The beneficial effects of the invention are as follows: the microphone for voice acquisition is convenient to carry, and can acquire voice signals of a patient in a natural state; based on the depression identification research results combining the characteristics of the CNN, the MFCC and the GAN enhancement data set, the advantages of the MFCC and the CNN are combined, and the accuracy of depression identification in a non-experimental environment is improved.
Drawings
FIG. 1 is a schematic diagram of a method for detecting depression based on a microphone array of the present invention;
FIG. 2 is a schematic diagram of a microphone array used in a method for detecting depression based on a microphone array according to the present invention;
FIG. 3 is a schematic diagram of a CNN model in a microphone array-based depression detection method of the present invention;
fig. 4 is a schematic diagram of GAN model in a method for detecting depression based on a microphone array according to the present invention.
Detailed Description
The invention will be described in detail with reference to the accompanying drawings and detailed description.
The invention provides a depression detection method based on a microphone array, which is shown in fig. 1 to 4 and comprises the following steps:
step 1, can carry out accurate sound source localization and form pickup wave beam in the direction of target speaker through using annular microphone array, restrain noise and reflected sound, strengthen sound signal, can accurately discern 3-5 m's long-distance pronunciation under noisy environment, satisfy the demand to gathering at any time of patient's daily life speech signal, specifically:
step 1.1, collecting a patient voice signal through a quaternary cross microphone array;
step 1.2, framing and windowing the collected voice signal of the target patient, transforming the signal from the time domain ratio to the frequency domain by utilizing the fast Fourier transform, and completing the estimation of the spectrum factor by calculating the smooth power spectrum and the noise power spectrum. Outputting the spectrum subtracted signal. Finally, the combined energy entropy ratio is calculated and detected whether the patient voice signal is contained.
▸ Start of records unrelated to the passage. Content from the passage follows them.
//! Visual counterpart seam
//!
//! The engine never touches the page. Whatever draws particles implements
//! `VisualSink`; the default is `RenderBuffers`, which queues everything for
//! JS to pull.

use crate::domain::host::HostId;
use crate::domain::particle::{Particle, ParticleId, TrailParticle, VisualVariant};
use crate::spatial::boundary::StadiumShape;

/// Per-frame drawable state of one particle, in percent of its host
#[derive(Clone, Copy, Debug, PartialEq)]
pub struct VisualState<'a> {
    pub id: ParticleId,
    pub host: HostId,
    pub x_pct: f32,
    pub y_pct: f32,
    /// Degrees
    pub rotation: f32,
    pub opacity: f32,
    /// Edge length as a percent of the host width
    pub size_pct: f32,
    pub variant: VisualVariant,
    /// Followers in host space; map with `pct_x` / `pct_y`
    pub trail: &'a [TrailParticle],
    width: f32,
    height: f32,
}

impl<'a> VisualState<'a> {
    pub fn of(p: &'a Particle, shape: &StadiumShape) -> Self {
        let width = shape.width();
        let height = shape.height();
        Self {
            id: p.id,
            host: p.host,
            x_pct: p.pos.x / width * 100.0,
            y_pct: p.pos.y / height * 100.0,
            rotation: p.rotation,
            opacity: if p.is_active { 1.0 } else { 0.0 },
            size_pct: p.size / width * 100.0,
            variant: p.variant,
            trail: p.trail_followers(),
            width,
            height,
        }
    }

    #[inline]
    pub fn pct_x(&self, x: f32) -> f32 {
        x / self.width * 100.0
    }

    #[inline]
    pub fn pct_y(&self, y: f32) -> f32 {
        y / self.height * 100.0
    }
}

pub trait VisualSink {
    fn begin_frame(&mut self, _frame: u64) {}

    /// A particle was created; build its counterpart
    fn spawn(&mut self, host: HostId, particle: &Particle);

    /// Push this frame's state. Returns false when the counterpart no
    /// longer exists (removed from the page before the engine pruned it).
    fn update(&mut self, state: &VisualState<'_>) -> bool;

    /// The particle is gone; drop its counterpart if it still exists
    fn release(&mut self, id: ParticleId);

    fn end_frame(&mut self) {}

    /// The host's "processing" look should be cleared
    fn processing_cleared(&mut self, _host: HostId) {}
}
Obtaining an endpoint value of the voice; the calculation process of the energy entropy ratio is as follows:
the energy of each frame is calculated as:
x i (m) is a signal of the i-th frame, and the frame length is N. The energy relation expression is:
E i =log 10 (1+e i /a)
a is a constant, and proper adjustment can distinguish unvoiced sound from noisy sound. The i-th frame voice signal is subjected to fast Fourier transform and then is:
obtaining the energy spectrum of the frequency component corresponding to the kth spectral line:
the normalized spectral probability density is:
short-term spectral entropy definition of speech frames:
energy-to-entropy ratio EH i The ratio of energy and entropy spectrum:
step 1.3, combining the end point detection result, using DOA positioning method to make position judgment for sound source signal, using the processing procedure of a frame of signal data to make description: by reading in voice data, taking the m-th frame as a processing object, and taking 4 paths of microphone signalsThe number corresponds to the data of the m-th frame, 4 paths of signals are combined into 1 path of signals, and W is carried out on the signals c (k) Weighting; then find the corresponding energy sum E of a certain angle on different frequency bands s Calculating to obtain energy value E corresponding to 360 angles of current frame signal s (i) The value of i is 0-360 degrees. Take the maximum value E in the 360 energies smax (i) And an angle i corresponding to the maximum energy value, the sound source angle determined by the current frame can be output. The band energy of each frame signal corresponding to a certain angle is:
wherein f 1 、f 2 Indicating the setting range of the frequency band 1-N/2+1, X sw (k) In order to perform band weighting processing on the 1-path signals after combination, the formula is as follows:
in which W is e (k) As a band weighting factor, the formula is:
wherein the index 0 is less than lambda and less than 1, W (k) is a masking weight factor, and represents that the frequency band with the maximum signal-to-noise ratio SNR in each frequency band is taken for the current data.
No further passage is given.